Year: 1970
Studio: 20th Century Fox
Director: Robert Altman
Cast: Donald Sutherland, Elliott Gould, Tom Skerritt, Sally Hellerman, Robert Duvall, Rene Auberjonois
Stripes did it and made a teen sex comedy out of it. Gregor Jordan's Buffalo Soldiers tried it but had the bad luck of coming out literally within weeks of when the tide of world opinion turned after September 11.

And long before them all, Robert Altman bought us the pivotal picture of the men who populate the US military forces as drunks, reprobates, losers, womanisers and oafs. There's just two problems with the film - it's not the least bit funny, nor the least bit interesting.

Like all Altman films, it's a sort of day-in-the-life of as it follows the various personalities that flesh out what Altman sees as an institution much like a stately English home (Gosford Park) or a down-home live radio show in its death throes (A Prairie Home Companion).

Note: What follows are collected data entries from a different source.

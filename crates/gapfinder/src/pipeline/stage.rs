//! Fetch and analyze stages for a single item.
//!
//! Used both by [`PipelineExecutor`](super::PipelineExecutor) and by the job
//! orchestrator so the two apply identical timeout, retry and isolation
//! rules.

use tracing::{info_span, Instrument};

use crate::analysis::{Extractor, FetchedDocument, Fetcher, Finding};
use crate::error::{AnalysisError, FetchError};
use crate::quota::UNLIMITED;
use crate::retry::retry_async;
use crate::sanitize;

use super::config::PipelineConfig;
use super::item::ProcessingItem;

/// Calls the fetcher with a timeout, retrying transient failures.
pub async fn fetch_document(
    fetcher: &dyn Fetcher,
    url: &str,
    config: &PipelineConfig,
) -> Result<FetchedDocument, FetchError> {
    let timeout_ms = config.fetch_timeout.as_millis() as u64;
    retry_async(
        config.fetch_retry,
        "fetch",
        || async {
            match tokio::time::timeout(config.fetch_timeout, fetcher.fetch(url)).await {
                Ok(result) => result,
                Err(_) => Err(FetchError::Timeout { timeout_ms }),
            }
        },
        FetchError::is_transient,
    )
    .await
}

/// Calls the extractor with a timeout. Never retried.
pub async fn analyze_document(
    extractor: &dyn Extractor,
    raw_content: &str,
    config: &PipelineConfig,
) -> Result<Vec<Finding>, AnalysisError> {
    match tokio::time::timeout(config.analyze_timeout, extractor.extract(raw_content)).await {
        Ok(result) => result,
        Err(_) => Err(AnalysisError::Timeout {
            timeout_ms: config.analyze_timeout.as_millis() as u64,
        }),
    }
}

/// Drives one pending item to a terminal state. Failures end up on the item
/// as `Error` with a reason and are never returned. `on_stage` is called
/// after every stage change, including the terminal one.
pub async fn process_item(
    item: &mut ProcessingItem,
    position: usize,
    fetcher: &dyn Fetcher,
    extractor: &dyn Extractor,
    config: &PipelineConfig,
    findings_limit: i64,
    on_stage: &mut (dyn FnMut(&ProcessingItem) + Send),
) {
    let span = info_span!("item", position, host = %sanitize::redact_url(&item.url));
    async {
        if item.start_fetch().is_err() {
            tracing::warn!(status = %item.status, "Item is not pending, skipping");
            return;
        }
        on_stage(item);

        let document = match fetch_document(fetcher, &item.url, config).await {
            Ok(doc) => doc,
            Err(e) => {
                tracing::info!(error = %e, "Fetch failed");
                mark_failed(item, format!("fetch: {}", e));
                on_stage(item);
                return;
            }
        };

        if item
            .start_analysis(document, config.max_raw_content_length)
            .is_err()
        {
            return;
        }
        on_stage(item);

        let raw = item.raw_content.as_deref().unwrap_or_default();
        match analyze_document(extractor, raw, config).await {
            Ok(findings) => {
                if findings_limit != UNLIMITED && findings.len() as i64 > findings_limit {
                    tracing::info!(
                        found = findings.len(),
                        limit = findings_limit,
                        "Findings exceed the tier's per-item allowance"
                    );
                }
                let count = findings.len();
                if item.succeed(findings).is_ok() {
                    tracing::debug!(findings = count, "Item analyzed");
                }
            }
            Err(e) => {
                tracing::info!(error = %e, "Analysis failed");
                mark_failed(item, format!("analysis: {}", e));
            }
        }
        item.raw_content = None;
        on_stage(item);
    }
    .instrument(span)
    .await
}

fn mark_failed(item: &mut ProcessingItem, reason: String) {
    if let Err(e) = item.fail(reason) {
        tracing::warn!(error = %e, "Could not record item failure");
    }
}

But the story of Hawkeye, Major Burns, Trapper John and Hot Lips O'Houlihan is messy (albeit purposely, like all Altman's films) boring, all over the place, slightly nasty in places and has been done much better since.

That this film and the long-running and much loved TV series was about Korea was due to 20th Century Fox's insistence on identifying it as such, where Altman wanted audiences to assume he was talking about Vietnam.